McMahonFuneralHome.com

Letter To The Editor: Rye City Council Changes

Letter To The Editor
Letter To The Editor

Letters to the editor are not the opinion of Inside Rye, they are letters written about things going on in and about Rye, NY.

Letters to the editor can be sent to: editor@insiderye.com and must be signed.

Letter to the Editor:

 
The Rye City Council is proposing a change to City law so that the Council has the authority to approve the appointment, suspension or removal of the Police Commissioner.  I am against this change.  The Council has good intentions and their efforts are appreciated.  But there isn’t any logical reason to make this change and the risks outweigh the dubious benefits.  I supported the prior proposal enabling the Council to request and review books.  This improves transparency and information flow, a matter of access not power.  To insert the Council into the approval role with respect to the Police Commissioner upsets our balance of power and opens the door to corruption.  My foremost concern, however, is by taking authority from the City Manager, the Council’s critical function of overseeing the City Manager is marginalized.
 
At Wednesday night’s meeting, Mayor Sack said, “If you ask most people in Rye on the street whether or not we have that authority, they’d probably tell you yes”.  People in Rye may, indeed, believe this authority exists.  That doesn’t mean, however, that people in Rye aren’t capable of understanding our government’s deliberate structure and why the separation exists.  If you ask most people in Rye on the street whether or not the Council can increase its authority with its own vote, they’d probably tell you no. 
 
Councilwoman Brett described the evolving role of the Police Commissioner.  She said the City Council’s relationship with the Police Commissioner has become more important than ever.  She went on to describe residents contacting members of the Council during public crises, wanting to know about the police response.  Fair enough.  But logically, it’s a leap from “people call us during public crises” to “we need to approve the Police Commissioner”.  The Council is already the boss of the boss.  So, the relationship between the Police Commissioner and the Council should already be “this is the boss of my boss and therefore, essentially, my boss”.   
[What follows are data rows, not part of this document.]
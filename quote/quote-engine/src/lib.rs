//! Quote assembly for PartQuote.
//!
//! Ties the mesh loader, the geometry analyzer and the cost model
//! into one request pipeline:
//!
//! ```text
//! bytes ── parse ──> TriangleMesh ── analyze ──> GeometryMetrics ─┐
//! material/thickness/quantity ── estimate ──> CostBreakdown ──────┴─> Quote
//! ```
//!
//! - [`UploadPolicy`] / [`stage_upload`] - upload boundary: size and
//!   extension checks, staging to disk, opaque storage reference
//! - [`QuotePipeline`] - parse + analyze on a worker pool, quote
//!   assembly
//! - [`CartService`] - explicit session-scoped cart, replacing any
//!   ambient global cart state
//!
//! Requests are independent; the only cross-request data is the
//! read-only material table inside `cost-model`.
//!
//! # Example
//!
//! ```
//! use cost_model::{CostInputs, Material};
//! use quote_engine::{CartService, QuotePipeline};
//!
//! let pipeline = QuotePipeline::new().unwrap();
//! let inputs = CostInputs {
//!     material: Material::Steel,
//!     thickness_mm: 10.0,
//!     quantity: 1,
//! };
//!
//! let quote = pipeline.quote(inputs, None).unwrap();
//!
//! let mut cart = CartService::new();
//! cart.add_quote("bracket.stl", &quote);
//! assert!((cart.total() - 118.8).abs() < 1e-9);
//! ```

#![warn(missing_docs)]
#![warn(clippy::all)]
#![warn(clippy::pedantic)]
#![cfg_attr(not(test), deny(clippy::unwrap_used, clippy::expect_used))]

mod cart;
mod error;
mod pipeline;
mod quote;
mod timestamp;
mod upload;

pub use cart::{CartItem, CartService};
pub use error::{EngineError, EngineResult};
pub use pipeline::QuotePipeline;
pub use quote::Quote;
pub use timestamp::Timestamp;
pub use upload::{stage_upload, StoredUpload, UploadPolicy, DEFAULT_MAX_BYTES};
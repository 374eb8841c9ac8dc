//! Mesh file loading for PartQuote.
//!
//! Parses an uploaded triangle-mesh byte stream into a
//! [`mesh_core::TriangleMesh`]. STL is the only implemented format:
//!
//! - **STL binary**: 80-byte header, little-endian triangle count,
//!   50-byte triangle records
//! - **STL ASCII**: `facet normal` / `outer loop` / `vertex` grammar
//! - **STEP**: recognized at the upload boundary but not parseable
//!   here; routing a STEP file to the loader reports
//!   [`LoadError::UnsupportedExtension`]
//!
//! # Example
//!
//! ```
//! use mesh_stl::{parse_mesh, MeshFormat};
//!
//! assert_eq!(MeshFormat::from_name("part.stl"), Some(MeshFormat::Stl));
//! assert_eq!(MeshFormat::from_name("part.zip"), None);
//!
//! let err = parse_mesh(b"\0", "part.obj").unwrap_err();
//! assert!(err.to_string().contains("obj"));
//! ```

#![warn(missing_docs)]
#![warn(clippy::all)]
#![warn(clippy::pedantic)]
#![cfg_attr(not(test), deny(clippy::unwrap_used, clippy::expect_used))]

mod error;
mod stl;

pub use error::{LoadError, LoadResult};
pub use stl::{parse_stl, HEADER_SIZE, TRIANGLE_SIZE};

use std::path::Path;

use mesh_core::TriangleMesh;

/// Mesh exchange formats recognized at the upload boundary.
#[derive(Debug, Clone, Copy, PartialEq, Eq, Hash)]
pub enum MeshFormat {
    /// STL (Stereolithography), binary or ASCII. Fully supported.
    Stl,
    /// STEP (CAD boundary representation). Accepted at the transport
    /// layer; parsing is not implemented.
    Step,
}

impl MeshFormat {
    /// Detect format from a declared file name.
    ///
    /// Matching is case-insensitive. Returns `None` for unrecognized
    /// extensions.
    #[must_use]
    pub fn from_name(name: &str) -> Option<Self> {
        let ext = Path::new(name).extension()?.to_str()?.to_lowercase();
        match ext.as_str() {
            "stl" => Some(Self::Stl),
            "step" | "stp" => Some(Self::Step),
            _ => None,
        }
    }

    /// Canonical file extension for this format.
    #[must_use]
    pub const fn extension(&self) -> &'static str {
        match self {
            Self::Stl => "stl",
            Self::Step => "step",
        }
    }
}

/// Parse a mesh byte stream, routing on the declared file name.
///
/// # Errors
///
/// [`LoadError::UnsupportedExtension`] for unrecognized extensions and
/// for STEP (recognized but not parseable); otherwise whatever
/// [`parse_stl`] reports.
pub fn parse_mesh(bytes: &[u8], name: &str) -> LoadResult<TriangleMesh> {
    match MeshFormat::from_name(name) {
        Some(MeshFormat::Stl) => parse_stl(bytes),
        // STEP parsing is a non-goal; surface the gap explicitly
        Some(MeshFormat::Step) => Err(LoadError::UnsupportedExtension {
            extension: MeshFormat::Step.extension().to_string(),
        }),
        None => Err(LoadError::UnsupportedExtension {
            extension: Path::new(name)
                .extension()
                .and_then(|e| e.to_str())
                .unwrap_or("(none)")
                .to_string(),
        }),
    }
}

/// Load a mesh from a file on disk.
///
/// Thin convenience over [`parse_mesh`]: reads the whole file, then
/// delegates. The byte buffer is dropped after parsing.
///
/// # Errors
///
/// [`LoadError::Io`] if the file cannot be read, plus everything
/// [`parse_mesh`] reports.
pub fn load_mesh<P: AsRef<Path>>(path: P) -> LoadResult<TriangleMesh> {
    let path = path.as_ref();
    let bytes = std::fs::read(path)?;
    let name = path
        .file_name()
        .and_then(|n| n.to_str())
        .unwrap_or_default();
    parse_mesh(&bytes, name)
}
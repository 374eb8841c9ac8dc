//! Creation timestamps for quotes and cart entries.

use std::time::{SystemTime, UNIX_EPOCH};

use serde::{Deserialize, Serialize};

/// Nanosecond-precision unix timestamp.
///
/// # Example
///
/// ```
/// use quote_engine::Timestamp;
///
/// let ts = Timestamp::from_nanos(1_500_000_000);
/// assert!((ts.as_secs_f64() - 1.5).abs() < 1e-9);
/// assert_eq!(ts.as_millis(), 1_500);
/// ```
#[derive(Debug, Clone, Copy, PartialEq, Eq, PartialOrd, Ord, Hash, Default)]
#[derive(Serialize, Deserialize)]
pub struct Timestamp {
    /// Nanoseconds since the unix epoch.
    nanos: u64,
}

impl Timestamp {
    /// Creates a timestamp from nanoseconds since the epoch.
    #[must_use]
    pub const fn from_nanos(nanos: u64) -> Self {
        Self { nanos }
    }

    /// Captures the current wall-clock time.
    ///
    /// A clock before the unix epoch reports zero.
    #[must_use]
    pub fn now() -> Self {
        let nanos = SystemTime::now()
            .duration_since(UNIX_EPOCH)
            .map_or(0, |d| u64::try_from(d.as_nanos()).unwrap_or(u64::MAX));
        Self { nanos }
    }

    /// Returns the timestamp as nanoseconds since the epoch.
    #[must_use]
    pub const fn as_nanos(self) -> u64 {
        self.nanos
    }

    /// Returns the timestamp as whole milliseconds since the epoch.
    #[must_use]
    pub const fn as_millis(self) -> u64 {
        self.nanos / 1_000_000
    }

    /// Returns the timestamp as seconds (floating point).
    #[must_use]
    #[allow(clippy::cast_precision_loss)]
    pub fn as_secs_f64(self) -> f64 {
        self.nanos as f64 / 1e9
    }
}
Mayor Sack responded to objections to the change by saying the proposal is in response to recent events because we had a City Manager situation that wasn’t working.  We certainly did have a City Manager situation.  But I disagree with Mayor Sack’s assessment that our form of government isn’t working.  Mayor Sack is proof our City charter is working.  Along with our City Manager situation, we had a City Council situation where the Council didn’t adequately perform its oversight functions.  Both of these situations continued until the electorate replaced the Mayor and a majority of the Council.  This is our delicate checks and balances system at work.  Please don’t disturb it.
 
At the meeting, Mayor Sack asked, “What if we have a City Manager who doesn’t communicate?”  Well, if we have a City Manager who doesn’t communicate, we will likely have far bigger problems than simply a lack of updates on the Police Commissioner selection process.  The Council will have to fulfill its oversight function, manage the City Manager and ultimately decide if change is needed. 
 
“What if we have a City Manager who doesn’t communicate?”  In a post-Council-self-empowerment scenario, the answer could be, “Well, the Council has the final approval over the Police Commissioner.”  Or, “It’s okay because the Council can go directly to department heads at City Hall.”  It doesn’t take a giant leap to get to, “Well, s/he has a family here in town; there really isn’t a need to do anything about the City Manager situation because the Council is the final authority”.  This change to our City Code essentially marginalizes the oversight burden on the Council.  Mayor Sack said at the meeting that people in Rye expect the Council to be strong.  We do!  We expect you to be strong overseers.     
 
Let’s not politicize an appointment as critical to our community as our Police Commissioner.  I want our City Manager to seek the best candidate for the position, not the one s/he believes will win Council approval.  If the City Council fulfills its oversight duties, there isn’t any need for this additional layer of authority.